[Date Prev][Date Next][Thread Prev][Thread Next][Date Index][Thread Index]

Re: Should SRFI-115 character sets match extended grapheme clusters?



On Mon, May 12, 2014 at 6:39 AM, John Cowan <cowan@xxxxxxxxxxxxxxxx> wrote:
Mark H Weaver scripsit:

> Normalization is an important part of the solution, but it alone does
> not solve the problem where no precomposed character exists.  Figure 5
> of TR15 gives some examples where NFC produces more than one codepoint
> per character.

Ah, I understand now.  The trouble is that normalization of a char-set
pattern causes it to mean something completely different.  Thus ("á")
(i.e. ("\xE1;") matches the character \#xE1;, whereas ("á")
(i.e. ("a\x301;")) although canonically equivalent to it, matches the
disjunction of #\x61; and #\x301;.  They will never match the same thing,
which is counterintuitive.  Unfortunately, I don't see what can be done
about this other than to issue stern warnings in the documentation.

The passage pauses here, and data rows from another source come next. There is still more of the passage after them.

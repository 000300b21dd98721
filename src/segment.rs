//! Single-server segment costs.
//!
//! For every contiguous client range the table stores the cheapest position
//! for one server inside that range together with the resulting weighted
//! distance. The cheapest position is the lower weighted median of the range:
//! the first client at which the cumulative weight (from the left end of the
//! range) reaches half of the range total.
//!
//! Ranges are addressed by the split pair `(p, j)` used by the placement
//! recurrence: the segment after split `p` ending at client `j` covers the
//! 0-indexed clients `p..j`.

use crate::error::PlacementError;
use crate::weight::Weight;

/// Best single-server placement for one client range.
#[derive(Clone, Copy, Debug, PartialEq)]
pub struct SegmentCost<W> {
    /// Sum of `w[i] * |i - server|` over the range.
    pub cost: W,
    /// 0-indexed client hosting the server.
    pub server: usize,
}

/// All-pairs table of [`SegmentCost`] values for a weight vector.
#[derive(Clone, Debug)]
pub struct SegmentCostTable<W> {
    weights: Vec<W>,
    /// `rows[p][j - p - 1]` describes clients `p..j`.
    rows: Vec<Vec<SegmentCost<W>>>,
}

impl<W: Weight> SegmentCostTable<W> {
    /// Validate `weights` and build the table in O(n^2).
    ///
    /// # Errors
    /// [`PlacementError::NoClients`] for an empty slice,
    /// [`PlacementError::InvalidWeight`] for the first negative, NaN or
    /// infinite entry, and [`PlacementError::CostOverflow`] when the total
    /// weight or the cost of a segment does not fit `W`.
    pub fn new(weights: &[W]) -> Result<Self, PlacementError> {
        if weights.is_empty() {
            return Err(PlacementError::NoClients);
        }
        if let Some((index, weight)) = weights
            .iter()
            .enumerate()
            .find(|(_, w)| !w.is_admissible())
        {
            return Err(PlacementError::InvalidWeight {
                index,
                value: format!("{weight:?}"),
            });
        }

        #[cfg(feature = "tracing")]
        let span = tracing::debug_span!("segment_costs", clients = weights.len());
        #[cfg(feature = "tracing")]
        let _enter = span.enter();

        let rows = sweep(weights).ok_or(PlacementError::CostOverflow)?;

        Ok(Self {
            weights: weights.to_vec(),
            rows,
        })
    }

    /// Number of clients `n`.
    pub fn clients(&self) -> usize {
        self.weights.len()
    }

    /// The validated weights the table was built from.
    pub fn weights(&self) -> &[W] {
        &self.weights
    }

    /// Best placement for clients `p..j`.
    ///
    /// # Panics
    /// Panics unless `p < j <= n`.
    pub fn segment(&self, p: usize, j: usize) -> SegmentCost<W> {
        assert!(
            p < j && j <= self.clients(),
            "segment {p}..{j} outside 0..{}",
            self.clients()
        );
        self.rows[p][j - p - 1]
    }

    /// Cost of serving clients `p..j` from their weighted median.
    #[inline]
    pub fn cost(&self, p: usize, j: usize) -> W {
        self.segment(p, j).cost
    }

    /// Weighted median of clients `p..j` (lower one on ties).
    #[inline]
    pub fn server(&self, p: usize, j: usize) -> usize {
        self.segment(p, j).server
    }
}

/// Running sums of one table row `start..` while its right end grows.
///
/// Every sum starts at `start` and only ever adds non-negative terms.
struct RowSweep<W> {
    start: usize,
    /// Current lower median.
    median: usize,
    /// `Σ w[i]` over `start..=median`.
    left_mass: W,
    /// `Σ w[i]` over `start..end`.
    total: W,
    /// `Σ w[i] · (median - i)` over `start..=median`.
    left_cost: W,
}

impl<W: Weight> RowSweep<W> {
    fn new(start: usize, weight: W) -> Self {
        Self {
            start,
            median: start,
            left_mass: weight,
            total: W::ZERO,
            left_cost: W::ZERO,
        }
    }

    /// Whether clients `start..=median` carry at least half of the total.
    #[inline]
    fn covers_half(&self) -> bool {
        // A doubled left mass beyond the range is larger than any total.
        self.left_mass
            .checked_add(self.left_mass)
            .map_or(true, |twice| twice >= self.total)
    }

    /// Grow the row to end at `end` and move the median right until it
    /// covers half of the weight again.
    ///
    /// Moving the median one step right lengthens the distance of every
    /// client on its left by one, which adds `left_mass` to `left_cost`.
    fn extend(&mut self, weights: &[W], end: usize) -> Option<()> {
        self.total = self.total.checked_add(weights[end - 1])?;
        while self.median + 1 < end && !self.covers_half() {
            self.left_cost = self.left_cost.checked_add(self.left_mass)?;
            self.median += 1;
            self.left_mass = self.left_mass.checked_add(weights[self.median])?;
        }
        Some(())
    }
}

/// Build every row of the table, or `None` when a sum overflows `W`.
///
/// The right end `j` sweeps outward once for all rows. `right[m]` holds
/// `Σ w[i] · (i - m)` over `m+1..j`, the cost of the clients right of a
/// median at `m`; it is the same for every row whose median is `m`. An entry
/// that overflows stays `None`, which only matters once a row needs it. The
/// lower median never moves left as a row grows to the right, so each row
/// advances its median pointer at most `n` times.
fn sweep<W: Weight>(weights: &[W]) -> Option<Vec<Vec<SegmentCost<W>>>> {
    let n = weights.len();
    let mut rows: Vec<Vec<SegmentCost<W>>> =
        (0..n).map(|p| Vec::with_capacity(n - p)).collect();
    let mut right: Vec<Option<W>> = vec![Some(W::ZERO); n];
    let mut sweeps: Vec<RowSweep<W>> = Vec::with_capacity(n);

    for j in 1..=n {
        let client = j - 1;
        let weight = weights[client];
        for (m, sum) in right.iter_mut().enumerate().take(client) {
            *sum = sum.and_then(|acc| {
                let distance = W::from_index(client - m)?;
                acc.checked_add(weight.checked_mul(distance)?)
            });
        }
        sweeps.push(RowSweep::new(client, weight));

        for row in sweeps.iter_mut() {
            row.extend(weights, j)?;
            let cost = row.left_cost.checked_add(right[row.median]?)?;
            rows[row.start].push(SegmentCost {
                cost,
                server: row.median,
            });
        }
    }

    Some(rows)
}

Alex, do you think you can make a w/norm or norm-char-set SRE pattern
work?  It would mean transforming a charset pattern containing "a\x301;"
to one that contains "\xE1;", and also transforming a pattern containing
"f\x301;" (which has no precomposed form) into (seq #\f #\x301;).
In the general case it would produce an alternation of sequences,
and would have to normalize the part of the text being matched as well
(unless it comes in two flavors, one for NFD and the other for NFC).

Normalization was in the early issues and dismissed because
of lack of implementation support and unclear costs in new
implementations.  I think good recommended practice for now
is to just normalize both inputs and patterns separately.

-- 
Alex